SECURITY LABEL Clause
The GRANT SECURITY LABEL statement grants a security label to a user or to a list of users.
Element | Description | Restrictions | Syntax |
---|---|---|---|
label | Name of an existing security label | Must exist as a label for the specified security policy | Identifier |
policy | The security policy of this label | Must already exist in the database | Identifier |
user | User to whom the label is to be granted | Must be the authorization identifier of a user | Owner name |
Only a user who holds the DBSECADM role can issue the GRANT SECURITY LABEL statement.
A security label is a database object that is always associated with a security policy. That policy defines the set of valid security components that make up the security label. The label stores a set of one or more values for each component of the security policy.
- A column of a database table, which a column security label can protect
- A row of a database table, which a row security label can protect
- A user, whose user security label (and any exemptions from rules of the security policy that have been granted to the user) are called the security credentials of the user.

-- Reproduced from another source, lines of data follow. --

//! Per-kind obstacle trajectories and despawn rules
//!
//! All horizontal world motion is scaled by the difficulty multiplier and
//! halved while slowmo is active. Removal is one explicit bounds predicate
//! per kind, so the spawn/despawn contract stays auditable in isolation.

use super::state::{BonusKind, GameState, Obstacle, ObstacleBody};
use crate::config::EngineConfig;

/// Despawn margin past the left edge for asteroids and walls
const LEFT_MARGIN: f32 = 50.0;
/// Drones patrol further off-screen before being reclaimed
const DRONE_LEFT_MARGIN: f32 = 100.0;
/// Comets are reclaimed this far below the bottom edge
const BOTTOM_MARGIN: f32 = 100.0;

/// Effective world speed for this step
pub fn world_speed(state: &GameState, config: &EngineConfig) -> f32 {
    let slowmo = if state.active.slowmo {
        config.slowmo_speed_scale
    } else {
        1.0
    };
    config.base_speed * state.game_speed * slowmo
}

/// Advance every obstacle one step, then drop the ones out of bounds
pub fn step_obstacles(state: &mut GameState, config: &EngineConfig) {
    let speed = world_speed(state, config);

    for obstacle in &mut state.obstacles {
        match &mut obstacle.body {
            ObstacleBody::Comet => {
                // Falling diagonal streak: mostly down, drifting left
                obstacle.pos.y += speed * 1.2;
                obstacle.pos.x -= speed * 0.3;
            }
            ObstacleBody::Asteroid | ObstacleBody::Wall { .. } => {
                obstacle.pos.x -= speed;
            }
            ObstacleBody::Drone { waypoints, target } => {
                let goal = waypoints[*target];
                let delta = goal - obstacle.pos;
                let distance = delta.length();
                if distance < speed {
                    // Close enough; chase the next waypoint, wrapping the loop
                    *target = (*target + 1) % waypoints.len();
                } else {
                    obstacle.pos += delta / distance * speed;
                }
            }
        }
    }

    state.obstacles.retain(|o| !out_of_bounds(o, config));
}

/// Kind-specific lifetime rule
pub fn out_of_bounds(obstacle: &Obstacle, config: &EngineConfig) -> bool {
    match &obstacle.body {
        ObstacleBody::Comet => obstacle.pos.y > config.screen_height + BOTTOM_MARGIN,
        ObstacleBody::Asteroid | ObstacleBody::Wall { .. } => {
            obstacle.pos.x + obstacle.width < -LEFT_MARGIN
        }
        ObstacleBody::Drone { waypoints, target } => {
            // The distance rule decides; a completed patrol loop only ever
            // removes a drone that is already far off-screen
            let far_left = obstacle.pos.x + obstacle.width < -DRONE_LEFT_MARGIN;
            let loop_done =
                *target == waypoints.len() - 1 && obstacle.pos.x < -DRONE_LEFT_MARGIN;
            far_left || loop_done
        }
    }
}

/// Drift uncollected bonuses leftward, home coins while magnet is active,
/// and drop collected or off-screen entries
pub fn step_bonuses(state: &mut GameState, config: &EngineConfig) {
    let speed = world_speed(state, config);
    let player_pos = state.player.pos;
    let magnet = state.active.magnet;

    for bonus in &mut state.bonuses {
        if bonus.collected {
            continue;
        }
        bonus.pos.x -= speed;

        if magnet && bonus.kind == BonusKind::Coin {
            let delta = player_pos - bonus.pos;
            let distance = delta.length();
            if distance > 0.0 && distance < config.magnet_radius {
                bonus.pos += delta / distance * config.magnet_pull;
            }
        }
    }

    let size = config.bonus_size;
    state
        .bonuses
        .retain(|b| !b.collected && b.pos.x + size > 0.0);
}

#[cfg(test)]
mod tests {
    use super::*;
    use crate::sim::state::Bonus;
    use glam::Vec2;

    fn test_state(config: &EngineConfig) -> GameState {
        let mut state = GameState::initial(config);
        state.game_started = true;
        state
    }

    fn push_obstacle(state: &mut GameState, pos: Vec2, width: f32, height: f32, body: ObstacleBody) {
        let id = state.next_entity_id();
        state.obstacles.push(Obstacle {
            id,
            pos,
            width,
            height,
            passed: false,
            body,
        });
    }

    #[test]
    fn test_asteroid_moves_left_at_world_speed() {
        let config = EngineConfig::default();
        let mut state = test_state(&config);
        push_obstacle(
            &mut state,
            Vec2::new(400.0, 300.0),
            50.0,
            50.0,
            ObstacleBody::Asteroid,
        );

        step_obstacles(&mut state, &config);
        assert_eq!(state.obstacles[0].pos, Vec2::new(398.0, 300.0));
    }

    #[test]
    fn test_comet_falls_diagonally() {
        let config = EngineConfig::default();
        let mut state = test_state(&config);
        push_obstacle(
            &mut state,
            Vec2::new(200.0, -100.0),
            35.0,
            35.0,
            ObstacleBody::Comet,
        );

        step_obstacles(&mut state, &config);
        let comet = &state.obstacles[0];
        // Descends faster than it drifts left
        assert!((comet.pos.y - (-97.6)).abs() < 1e-4);
        assert!((comet.pos.x - 199.4).abs() < 1e-4);
    }

    #[test]
    fn test_slowmo_halves_world_speed() {
        let config = EngineConfig::default();
        let mut state = test_state(&config);
        state.active.slowmo = true;
        push_obstacle(
            &mut state,
            Vec2::new(400.0, 300.0),
            50.0,
            50.0,
            ObstacleBody::Asteroid,
        );

        step_obstacles(&mut state, &config);
        assert_eq!(state.obstacles[0].pos.x, 399.0);
    }

    #[test]
    fn test_drone_advances_waypoints_and_wraps() {
        let config = EngineConfig::default();
        let mut state = test_state(&config);
        let waypoints = [
            Vec2::new(200.0, 300.0),
            Vec2::new(0.0, 360.0),
            Vec2::new(-200.0, 260.0),
        ];
        push_obstacle(
            &mut state,
            Vec2::new(200.5, 300.0),
            45.0,
            25.0,
            ObstacleBody::Drone {
                waypoints,
                target: 0,
            },
        );

        // Within one step of waypoint 0: index advances without moving
        step_obstacles(&mut state, &config);
        match &state.obstacles[0].body {
            ObstacleBody::Drone { target, .. } => assert_eq!(*target, 1),
            other => panic!("unexpected body {other:?}"),
        }
        assert_eq!(state.obstacles[0].pos, Vec2::new(200.5, 300.0));

        // Next step moves toward waypoint 1 by exactly the world speed
        step_obstacles(&mut state, &config);
        let moved = state.obstacles[0].pos;
        let distance = (Vec2::new(200.5, 300.0) - moved).length();
        assert!((distance - 2.0).abs() < 1e-4);
    }

    #[test]
    fn test_despawn_rules_per_kind() {
        let config = EngineConfig::default();

        let comet_low = Obstacle {
            id: 1,
            pos: Vec2::new(100.0, config.screen_height + 101.0),
            width: 35.0,
            height: 35.0,
            passed: false,
            body: ObstacleBody::Comet,
        };
        assert!(out_of_bounds(&comet_low, &config));

        let asteroid_left = Obstacle {
            id: 2,
            pos: Vec2::new(-101.0, 200.0),
            width: 50.0,
            height: 50.0,
            passed: false,
            body: ObstacleBody::Asteroid,
        };
        assert!(out_of_bounds(&asteroid_left, &config));

        // A drone past -50 but not past -100 is still alive
        let drone_near = Obstacle {
            id: 3,
            pos: Vec2::new(-90.0, 200.0),
            width: 45.0,
            height: 25.0,
            passed: false,
            body: ObstacleBody::Drone {
                waypoints: [Vec2::ZERO, Vec2::ZERO, Vec2::ZERO],
                target: 0,
            },
        };
        assert!(!out_of_bounds(&drone_near, &config));

        let drone_far = Obstacle {
            pos: Vec2::new(-146.0, 200.0),
            ..drone_near.clone()
        };
        assert!(out_of_bounds(&drone_far, &config));
    }

    #[test]
    fn test_magnet_pulls_coin_strictly_closer() {
        let config = EngineConfig::default();
        let mut state = test_state(&config);
        state.active.magnet = true;
        state.bonuses.push(Bonus {
            id: 1,
            pos: state.player.pos + Vec2::new(150.0, 0.0),
            kind: BonusKind::Coin,
            collected: false,
        });

        let mut last = 150.0;
        for _ in 0..10 {
            step_bonuses(&mut state, &config);
            let distance = (state.bonuses[0].pos - state.player.pos).length();
            assert!(distance < last, "coin must home in every step");
            last = distance;
        }
    }

    #[test]
    fn test_magnet_ignores_non_coins() {
        let config = EngineConfig::default();
        let mut state = test_state(&config);
        state.active.magnet = true;
        state.bonuses.push(Bonus {
            id: 1,
            pos: state.player.pos + Vec2::new(150.0, 0.0),
            kind: BonusKind::Shield,
            collected: false,
        });

        step_bonuses(&mut state, &config);
        // Plain leftward drift only
        let expected = state.player.pos + Vec2::new(148.0, 0.0);
        assert_eq!(state.bonuses[0].pos, expected);
    }

    #[test]
    fn test_collected_and_offscreen_bonuses_are_dropped() {
        let config = EngineConfig::default();
        let mut state = test_state(&config);
        state.bonuses.push(Bonus {
            id: 1,
            pos: Vec2::new(200.0, 200.0),
            kind: BonusKind::Coin,
            collected: true,
        });
        state.bonuses.push(Bonus {
            id: 2,
            pos: Vec2::new(-31.0, 200.0),
            kind: BonusKind::Slowmo,
            collected: false,
        });
        state.bonuses.push(Bonus {
            id: 3,
            pos: Vec2::new(200.0, 400.0),
            kind: BonusKind::Magnet,
            collected: false,
        });

        step_bonuses(&mut state, &config);
        assert_eq!(state.bonuses.len(), 1);
        assert_eq!(state.bonuses[0].id, 3);
    }
}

When a user who holds a security label for a specific security policy attempts to access a row that is protected by a row security label of the same security policy, the database server compares the sets of values in the user security label and in the row security label to determine whether the user should be allowed access to the data. Similarly, LBAC takes into account the user security label and the column security label in determining whether the credentials of the user should allow access to the protected column.
The GRANT SECURITY LABEL statement is the mechanism by which DBSECADM associates a user with a security label. (Data values in a protected table are associated with a row security label or with a column security label by options to the CREATE TABLE or ALTER TABLE statements that only DBSECADM can execute, rather than by the GRANT SECURITY LABEL statement.)
The USER keyword that can follow the TO keyword is optional, and has no effect, but any authorization identifier specified in the GRANT SECURITY LABEL statement must be the identifier of an individual user, rather than of a role.